= Regional Council of Murcia =

The Regional Council of Murcia was the governing body in the Region of Murcia in the pre-autonomous process. His mandate was from the end of 1978 until the creation of the autonomous community in 1983.

== Creation ==
The Regional Council arises from Royal Decree-Law 30/1978, signed by King Juan Carlos I on September 29, 1978. Created on November 10, 1978. It met for the first time on November 20, being officially established on the 24th. Its work is defined in coordination and collaboration with the Provincial Council of Murcia and was created in the process of drafting the Spanish Constitution of 1978. It was therefore created as a pre-autonomous entity or transitional body.

== Composition ==
It was initially formed with twelve parliamentarians, twelve representatives of the territory, and a representative of the Provincial Council; its president was Antonio Pérez Crespo. After the local elections of 1979, it was constituted with the elected regional deputies, so it is made up of 39 members: twelve parliamentarians and 27 deputies. Its president was Andrés Hernández Ros.

== Functions ==
The functions defined for this council were:
- Carry out the management and administration of the functions and services transferred to it by the State Administration.
- Coordinate with the Provincial Council.
- Propose to the central government any measures that affect the interests of the region of Murcia.
- Prepare and approve your own internal operating rules.
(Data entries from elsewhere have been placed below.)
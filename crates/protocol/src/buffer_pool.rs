//! Fixed-capacity pool of receive buffers.
//!
//! All buffer memory the daemon will ever use for datagrams is allocated
//! up front; the pool hands buffers out on loan and takes them back after
//! the payload has been copied into its owned form. `available()` doubles
//! as the backpressure signal for the batch processor ("pool pressure").
//!
//! # Design
//!
//! - Every buffer carries the index it was allocated under; a loan bitmap
//!   tracks which indices are out, so a buffer that is not on loan is
//!   silently dropped on return instead of growing the pool.
//! - Free buffers are kept on a LIFO stack so the hottest buffer (most
//!   recently touched cache lines) is reused first.
//! - One mutex covers the whole pool; both operations are O(1) and the
//!   critical sections are a few instructions.

use parking_lot::Mutex;

/// A buffer on loan from a [`BufferPool`].
///
/// Ownership of the bytes travels with this value; returning the buffer
/// means moving it back into the pool. Dropping it without returning it
/// permanently shrinks the pool.
#[derive(Debug)]
pub struct PooledBuf {
    index: u32,
    data: Box<[u8]>,
}

impl PooledBuf {
    /// Read access to the full buffer.
    pub fn as_slice(&self) -> &[u8] {
        &self.data
    }

    /// Write access for the receive path.
    pub fn as_mut_slice(&mut self) -> &mut [u8] {
        &mut self.data
    }

    /// Size of the buffer in bytes.
    pub fn len(&self) -> usize {
        self.data.len()
    }

    /// Whether the buffer has zero capacity. Never true for pool buffers.
    pub fn is_empty(&self) -> bool {
        self.data.is_empty()
    }
}

struct PoolInner {
    /// LIFO stack of free buffers.
    free: Vec<PooledBuf>,

    /// Loan bitmap indexed by buffer index. `true` = currently out.
    loaned: Vec<bool>,
}

/// Fixed pool of `capacity` receive buffers, each `buffer_size` bytes.
pub struct BufferPool {
    inner: Mutex<PoolInner>,
    buffer_size: usize,
    capacity: usize,
}

impl BufferPool {
    /// Allocate a pool of `capacity` buffers of `buffer_size` bytes each.
    pub fn new(capacity: usize, buffer_size: usize) -> Self {
        let mut free = Vec::with_capacity(capacity);
        for index in 0..capacity {
            free.push(PooledBuf {
                index: index as u32,
                data: vec![0u8; buffer_size].into_boxed_slice(),
            });
        }

        Self {
            inner: Mutex::new(PoolInner {
                free,
                loaned: vec![false; capacity],
            }),
            buffer_size,
            capacity,
        }
    }

    /// Take a buffer from the pool. Returns `None` when the pool is empty.
    pub fn acquire(&self) -> Option<PooledBuf> {
        let mut inner = self.inner.lock();
        let buf = inner.free.pop()?;
        inner.loaned[buf.index as usize] = true;
        Some(buf)
    }

    /// Return a buffer to the pool.
    ///
    /// A buffer that is not marked on loan (stale handle, foreign pool) is
    /// dropped; the pool never grows past its initial capacity.
    pub fn release(&self, buf: PooledBuf) {
        let mut inner = self.inner.lock();
        let idx = buf.index as usize;
        if idx >= self.capacity || !inner.loaned[idx] {
            tracing::debug!(index = buf.index, "buffer returned twice, dropping");
            return;
        }
        inner.loaned[idx] = false;
        if inner.free.len() < self.capacity {
            inner.free.push(buf);
        }
    }

    /// Number of buffers currently free.
    pub fn available(&self) -> usize {
        self.inner.lock().free.len()
    }

    /// Total number of buffers the pool was created with.
    pub fn capacity(&self) -> usize {
        self.capacity
    }

    /// Size of each buffer in bytes.
    pub fn buffer_size(&self) -> usize {
        self.buffer_size
    }
}

#[cfg(test)]
#[path = "buffer_pool_test.rs"]
mod buffer_pool_test;
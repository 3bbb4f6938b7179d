//! Router configuration bundle
//!
//! [`RouterConfigOptions`] is handed to every rehydration call: the ordered
//! route table, per-route default parameters, and per-route identity-key
//! generators. The bundle is passed through the facade to the wrapped
//! router unchanged.
//!
//! # Example
//! ```rust,ignore
//! let options = RouterConfigOptions::new(["Home", "ContentScreen"])
//!     .with_default_params("ContentScreen", defaults)
//!     .with_id_generator("ContentScreen", |params| {
//!         params.get("contextID")?.as_str().map(str::to_owned)
//!     });
//! ```

use crate::state::ParamMap;
use std::collections::HashMap;
use std::fmt;
use std::sync::Arc;

/// Identity-key generator for a route: derives a stable id from the route's
/// parameters, or `None` when the route has no natural identity.
pub type RouteIdFn = Arc<dyn Fn(&ParamMap) -> Option<String> + Send + Sync>;

/// Routing configuration consumed by [`StackRouter`](crate::StackRouter)
/// implementations.
#[derive(Clone, Default)]
pub struct RouterConfigOptions {
    /// Ordered route table; the first entry is the initial route.
    pub route_names: Vec<String>,
    /// Default parameters merged under provided parameters, per route name.
    pub route_param_list: HashMap<String, ParamMap>,
    /// Per-route identity-key generators.
    pub route_get_id_list: HashMap<String, RouteIdFn>,
}

impl RouterConfigOptions {
    /// Configuration with the given route table and no defaults.
    pub fn new<I, S>(route_names: I) -> Self
    where
        I: IntoIterator<Item = S>,
        S: Into<String>,
    {
        Self {
            route_names: route_names.into_iter().map(Into::into).collect(),
            ..Self::default()
        }
    }

    /// Register default parameters for a route.
    pub fn with_default_params(mut self, name: impl Into<String>, params: ParamMap) -> Self {
        self.route_param_list.insert(name.into(), params);
        self
    }

    /// Register an identity-key generator for a route.
    pub fn with_id_generator<F>(mut self, name: impl Into<String>, get_id: F) -> Self
    where
        F: Fn(&ParamMap) -> Option<String> + Send + Sync + 'static,
    {
        self.route_get_id_list.insert(name.into(), Arc::new(get_id));
        self
    }

    /// True iff the route table contains the given name.
    pub fn contains(&self, name: &str) -> bool {
        self.route_names.iter().any(|known| known == name)
    }

    /// Identity for a route name and parameter set, when a generator is
    /// registered and yields one.
    pub fn id_for(&self, name: &str, params: Option<&ParamMap>) -> Option<String> {
        let get_id = self.route_get_id_list.get(name)?;
        let empty = ParamMap::new();
        get_id(params.unwrap_or(&empty))
    }
}

impl fmt::Debug for RouterConfigOptions {
    fn fmt(&self, f: &mut fmt::Formatter<'_>) -> fmt::Result {
        f.debug_struct("RouterConfigOptions")
            .field("route_names", &self.route_names)
            .field("route_param_list", &self.route_param_list)
            .field(
                "route_get_id_list",
                &self.route_get_id_list.keys().collect::<Vec<_>>(),
            )
            .finish()
    }
}
//! Navigation state tree model
//!
//! A [`NavigationState`] is a recursive tree: each node holds an ordered
//! back stack of [`Route`]s, and a route that is itself a navigator carries
//! a nested state. States arrive *partial* — `index` unset, keys missing,
//! `routes` possibly incomplete — from deep-link parsing or session restore,
//! and leave rehydration *complete*: every node has an in-bounds `index`
//! and every route a stable key.

use serde::{Deserialize, Serialize};

/// JSON object map carried as route parameters.
pub type ParamMap = serde_json::Map<String, serde_json::Value>;

/// A node in the navigation state tree.
#[derive(Debug, Clone, Default, PartialEq, Serialize, Deserialize)]
pub struct NavigationState {
    /// Back-stack entries; insertion order is navigation order.
    #[serde(default)]
    pub routes: Vec<Route>,
    /// Currently active entry in `routes`. `None` while the state is partial.
    #[serde(default, skip_serializing_if = "Option::is_none")]
    pub index: Option<usize>,
    /// Signals the host runtime that route keys in this subtree must be
    /// regenerated. Set whenever routes are edited outside the normal
    /// action-driven mutation path.
    #[serde(default)]
    pub stale: bool,
}

impl NavigationState {
    /// State holding the given routes, with index and staleness unset.
    pub fn with_routes(routes: Vec<Route>) -> Self {
        Self {
            routes,
            index: None,
            stale: false,
        }
    }

    /// The route rendered on top: the entry at `index`, or the last entry
    /// while the state is still partial.
    pub fn active_route(&self) -> Option<&Route> {
        match self.index {
            Some(index) => self.routes.get(index),
            None => self.routes.last(),
        }
    }

    /// True when `index` addresses an existing entry, or is still unset.
    pub fn index_in_bounds(&self) -> bool {
        match self.index {
            Some(index) => index < self.routes.len(),
            None => true,
        }
    }
}

/// A single back-stack entry.
#[derive(Debug, Clone, Default, PartialEq, Serialize, Deserialize)]
pub struct Route {
    /// Screen or navigator name; unique meaning within its enclosing stack,
    /// but not globally.
    pub name: String,
    /// Stable identity the host runtime keys renders on. Absent in partial
    /// states; assigned during rehydration.
    #[serde(default, skip_serializing_if = "Option::is_none")]
    pub key: Option<String>,
    /// Contextual data for the screen (e.g. a thread identifier).
    #[serde(default, skip_serializing_if = "Option::is_none")]
    pub params: Option<ParamMap>,
    /// Nested navigator state, present iff this route hosts child routes.
    #[serde(default, skip_serializing_if = "Option::is_none")]
    pub state: Option<NavigationState>,
}

impl Route {
    /// Route with the given name and nothing else.
    pub fn named(name: impl Into<String>) -> Self {
        Self {
            name: name.into(),
            ..Self::default()
        }
    }

    /// Attach parameters.
    pub fn with_params(mut self, params: ParamMap) -> Self {
        self.params = Some(params);
        self
    }

    /// Attach a nested navigator state.
    pub fn with_state(mut self, state: NavigationState) -> Self {
        self.state = Some(state);
        self
    }

    /// String-valued parameter lookup.
    pub fn string_param(&self, key: &str) -> Option<&str> {
        self.params
            .as_ref()
            .and_then(|params| params.get(key))
            .and_then(|value| value.as_str())
    }
}
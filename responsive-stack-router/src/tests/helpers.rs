//! Shared fixtures for rewriter and router tests

use crate::names::{navigators, params, screens};
use crate::{
    BaseStackRouter, NavigationState, ParamMap, ResponsiveStackRouter, Route, RouterConfigOptions,
    ScreenLayout,
};

/// First navigator of the application stack in these fixtures.
pub const HOME: &str = "HomeNavigator";

pub fn state(routes: Vec<Route>) -> NavigationState {
    NavigationState::with_routes(routes)
}

pub fn route(name: &str) -> Route {
    Route::named(name)
}

pub fn navigator(name: &str, routes: Vec<Route>) -> Route {
    Route::named(name).with_state(NavigationState::with_routes(routes))
}

pub fn context_route(name: &str, context_id: &str) -> Route {
    let mut route_params = ParamMap::new();
    route_params.insert(
        params::CONTEXT_ID.to_owned(),
        serde_json::Value::String(context_id.to_owned()),
    );
    Route::named(name).with_params(route_params)
}

/// Modal overlay currently sitting on `Settings -> sub_screen`.
pub fn settings_overlay(sub_screen: &str) -> Route {
    navigator(
        navigators::MODAL_OVERLAY,
        vec![route(screens::SETTINGS).with_state(state(vec![route(sub_screen)]))],
    )
}

/// Route table covering every name these tests touch.
pub fn options() -> RouterConfigOptions {
    RouterConfigOptions::new([
        HOME,
        navigators::MODAL_OVERLAY,
        navigators::CONTENT_PANE,
        navigators::FULL_SCREEN,
        screens::CONTENT,
        screens::SETTINGS,
        screens::SETTINGS_HOME,
        screens::SETTINGS_CONTENT,
        screens::settings::DISPLAY_NAME,
        screens::settings::CONTACT_METHODS,
        screens::settings::CONTACT_METHOD_DETAILS,
        screens::settings::SECURITY,
        screens::settings::LANGUAGE,
        screens::settings::THEME,
        screens::settings::PRIORITY_MODE,
        screens::settings::PROFILE,
        screens::settings::PREFERENCES,
    ])
}

pub fn wide_router() -> ResponsiveStackRouter<BaseStackRouter> {
    ResponsiveStackRouter::with_fixed_layout(BaseStackRouter::new(), ScreenLayout::Wide)
}

pub fn narrow_router() -> ResponsiveStackRouter<BaseStackRouter> {
    ResponsiveStackRouter::with_fixed_layout(BaseStackRouter::new(), ScreenLayout::Narrow)
}

/// Assert that every node of a rehydrated tree is complete: in-bounds
/// index, a key on every route, staleness cleared.
pub fn assert_complete(state: &NavigationState) {
    assert!(!state.stale, "rehydrated state must not be stale");
    let index = state.index.expect("rehydrated state must have an index");
    assert!(
        index < state.routes.len(),
        "index {} out of bounds for {} routes",
        index,
        state.routes.len()
    );
    for route in &state.routes {
        assert!(route.key.is_some(), "route '{}' has no key", route.name);
        if let Some(nested) = &route.state {
            assert_complete(nested);
        }
    }
}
In the exercise of these functions they request to adhere to the autonomous process according to article 143 of the Constitution on June 14, 1980, in a session held in the Town Hall of Totana.

The activity of this pre-autonomous entity was recorded in the Official Bulletin of the Regional Council of Murcia, which was published for the first time on December 31, 1979.

Provisionally, this Regional Council was constituted as Regional Assembly on July 15, 1982, exercising its functions until May 28, 1983, when the chamber was constituted after the elections of May 8. 1983.